• **ASSIGNED TASK**
Give back every entry in full, exactly as it reads.

• **GIVEN DATA**
+ + + + +

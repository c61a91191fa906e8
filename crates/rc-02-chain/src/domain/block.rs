//! The block entity.
//!
//! A block is a proposer's vote in one round plus a batch of writes.
//! Immutable once signed: `sign` computes the VRF ticket and the
//! signature, and nothing may mutate the value afterwards — the block
//! (and the writes inside it) leave the process as frozen values.
//!
//! ## Canonical hash
//!
//! SHA-256 over big-endian integers and raw bytes, in field order:
//!
//! ```text
//! be64(round) ‖ be64(timestamp) ‖ prev ‖ finalized_prev ‖ pk
//! ‖ token ‖ proof ‖ for w in writes: w.hash()
//! ```
//!
//! The id is the hash with its first 8 bytes overwritten by the
//! big-endian round number.

use rc_01_ssi_state::Write;
use serde::{Deserialize, Serialize};
use shared_crypto::{sha256, vrf_verify, Ed25519PublicKey, Identity};
use shared_types::{BlockId, Hash, Pk};

/// A proposer's round vote plus a batch of writes.
#[derive(Clone, Debug, Default, PartialEq, Eq, Serialize, Deserialize)]
pub struct Block {
    /// Round this block votes in. Round 0 is reserved for genesis.
    pub round: u64,
    /// Microseconds since the Unix epoch on the proposer's clock.
    pub timestamp: u64,
    /// Block this one builds on.
    pub prev: BlockId,
    /// Most recent ancestor the proposer believes is final.
    pub finalized_prev: BlockId,
    /// Proposer's signing public key.
    pub pk: Pk,
    /// VRF output over the lottery seed.
    pub token: Vec<u8>,
    /// VRF proof for `token`.
    pub proof: Vec<u8>,
    /// State writes to apply in order.
    pub writes: Vec<Write>,
    /// Ed25519 signature over the content hash.
    pub signature: Vec<u8>,
}

impl Block {
    /// Construct the genesis block: round 0, zero ids, unsigned.
    pub fn genesis(writes: Vec<Write>, timestamp: u64) -> Self {
        Self {
            round: 0,
            timestamp,
            writes,
            ..Self::default()
        }
    }

    /// Canonical content hash over every field except the signature.
    pub fn hash(&self) -> Hash {
        let mut buf = Vec::with_capacity(256);
        buf.extend_from_slice(&self.round.to_be_bytes());
        buf.extend_from_slice(&self.timestamp.to_be_bytes());
        buf.extend_from_slice(self.prev.as_bytes());
        buf.extend_from_slice(self.finalized_prev.as_bytes());
        buf.extend_from_slice(self.pk.as_bytes());
        buf.extend_from_slice(&self.token);
        buf.extend_from_slice(&self.proof);
        for write in &self.writes {
            buf.extend_from_slice(&write.hash());
        }
        sha256(&[&buf])
    }

    /// The block id: content hash with the round spliced into the first
    /// 8 bytes, making id keyspaces range-indexable by round.
    pub fn id(&self) -> BlockId {
        BlockId::from_hash(self.hash(), self.round)
    }

    /// The VRF lottery seed: `finalized_prev ‖ pk ‖ be64(round)`.
    ///
    /// Mixing in `finalized_prev` ties the ticket to long-term randomness
    /// that cannot be ground out for future rounds, and mixing in the pk
    /// gives every identity its own ticket.
    pub fn vrf_seed(&self) -> Vec<u8> {
        let mut seed = Vec::with_capacity(72);
        seed.extend_from_slice(self.finalized_prev.as_bytes());
        seed.extend_from_slice(self.pk.as_bytes());
        seed.extend_from_slice(&self.round.to_be_bytes());
        seed
    }

    /// Draw the VRF ticket and sign. The block is frozen afterwards.
    pub fn sign(&mut self, identity: &Identity) {
        self.pk = identity.pk();
        let (token, proof) = identity.prove(&self.vrf_seed());
        self.token = token.to_vec();
        self.proof = proof.0;
        self.signature = identity.sign(&self.hash()).to_vec();
    }

    /// Check the signature against the embedded pk.
    pub fn verify_signature(&self) -> bool {
        let Ok(pk) = Ed25519PublicKey::from_bytes(*self.pk.as_bytes()) else {
            return false;
        };
        pk.verify_slice(&self.hash(), &self.signature).is_ok()
    }

    /// Check the VRF ticket under the token pk the proposer committed to
    /// chain state.
    pub fn verify_token(&self, token_pk: &Ed25519PublicKey) -> bool {
        vrf_verify(token_pk, &self.vrf_seed(), &self.token, &self.proof).is_ok()
    }

    /// True for the protocol-constant round-0 block.
    pub fn is_genesis(&self) -> bool {
        self.round == 0 && self.prev.is_zero()
    }
}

+ + + + +

• **EXERCISE RESPONSE**
repository c61a91191fa906e8
filename crates/rc-02-chain/src/domain/block.rs
//! The block entity.
//!
//! A block is a proposer's vote in one round plus a batch of writes.
//! Immutable once signed: `sign` computes the VRF ticket and the
//! signature, and nothing may mutate the value afterwards — the block
//! (and the writes inside it) leave the process as frozen values.
//!
//! ## Canonical hash
//!
//! SHA-256 over big-endian integers and raw bytes, in field order:
//!
//! ```text
//! be64(round) ‖ be64(timestamp) ‖ prev ‖ finalized_prev ‖ pk
//! ‖ token ‖ proof ‖ for w in writes: w.hash()
//! ```
//!
//! The id is the hash with its first 8 bytes overwritten by the
//! big-endian round number.

use rc_01_ssi_state::Write;
use serde::{Deserialize, Serialize};
use shared_crypto::{sha256, vrf_verify, Ed25519PublicKey, Identity};
use shared_types::{BlockId, Hash, Pk};

/// A proposer's round vote plus a batch of writes.
#[derive(Clone, Debug, Default, PartialEq, Eq, Serialize, Deserialize)]
pub struct Block {
    /// Round this block votes in. Round 0 is reserved for genesis.
    pub round: u64,
    /// Microseconds since the Unix epoch on the proposer's clock.
    pub timestamp: u64,
    /// Block this one builds on.
    pub prev: BlockId,
    /// Most recent ancestor the proposer believes is final.
    pub finalized_prev: BlockId,
    /// Proposer's signing public key.
    pub pk: Pk,
    /// VRF output over the lottery seed.
    pub token: Vec<u8>,
    /// VRF proof for `token`.
    pub proof: Vec<u8>,
    /// State writes to apply in order.
    pub writes: Vec<Write>,
    /// Ed25519 signature over the content hash.
    pub signature: Vec<u8>,
}

impl Block {
    /// Construct the genesis block: round 0, zero ids, unsigned.
    pub fn genesis(writes: Vec<Write>, timestamp: u64) -> Self {
        Self {
            round: 0,
            timestamp,
            writes,
            ..Self::default()
        }
    }

    /// Canonical content hash over every field except the signature.
    pub fn hash(&self) -> Hash {
        let mut buf = Vec::with_capacity(256);
        buf.extend_from_slice(&self.round.to_be_bytes());
        buf.extend_from_slice(&self.timestamp.to_be_bytes());
        buf.extend_from_slice(self.prev.as_bytes());
        buf.extend_from_slice(self.finalized_prev.as_bytes());
        buf.extend_from_slice(self.pk.as_bytes());
        buf.extend_from_slice(&self.token);
        buf.extend_from_slice(&self.proof);
        for write in &self.writes {
            buf.extend_from_slice(&write.hash());
        }
        sha256(&[&buf])
    }

    /// The block id: content hash with the round spliced into the first
    /// 8 bytes, making id keyspaces range-indexable by round.
    pub fn id(&self) -> BlockId {
        BlockId::from_hash(self.hash(), self.round)
    }

    /// The VRF lottery seed: `finalized_prev ‖ pk ‖ be64(round)`.
    ///
    /// Mixing in `finalized_prev` ties the ticket to long-term randomness
    /// that cannot be ground out for future rounds, and mixing in the pk
    /// gives every identity its own ticket.
    pub fn vrf_seed(&self) -> Vec<u8> {
        let mut seed = Vec::with_capacity(72);
        seed.extend_from_slice(self.finalized_prev.as_bytes());
        seed.extend_from_slice(self.pk.as_bytes());
        seed.extend_from_slice(&self.round.to_be_bytes());
        seed
    }

    /// Draw the VRF ticket and sign. The block is frozen afterwards.
    pub fn sign(&mut self, identity: &Identity) {
        self.pk = identity.pk();
        let (token, proof) = identity.prove(&self.vrf_seed());
        self.token = token.to_vec();
        self.proof = proof.0;
        self.signature = identity.sign(&self.hash()).to_vec();
    }

    /// Check the signature against the embedded pk.
    pub fn verify_signature(&self) -> bool {
        let Ok(pk) = Ed25519PublicKey::from_bytes(*self.pk.as_bytes()) else {
            return false;
        };
        pk.verify_slice(&self.hash(), &self.signature).is_ok()
    }

    /// Check the VRF ticket under the token pk the proposer committed to
    /// chain state.
    pub fn verify_token(&self, token_pk: &Ed25519PublicKey) -> bool {
        vrf_verify(token_pk, &self.vrf_seed(), &self.token, &self.proof).is_ok()
    }

    /// True for the protocol-constant round-0 block.
    pub fn is_genesis(&self) -> bool {
        self.round == 0 && self.prev.is_zero()
    }
}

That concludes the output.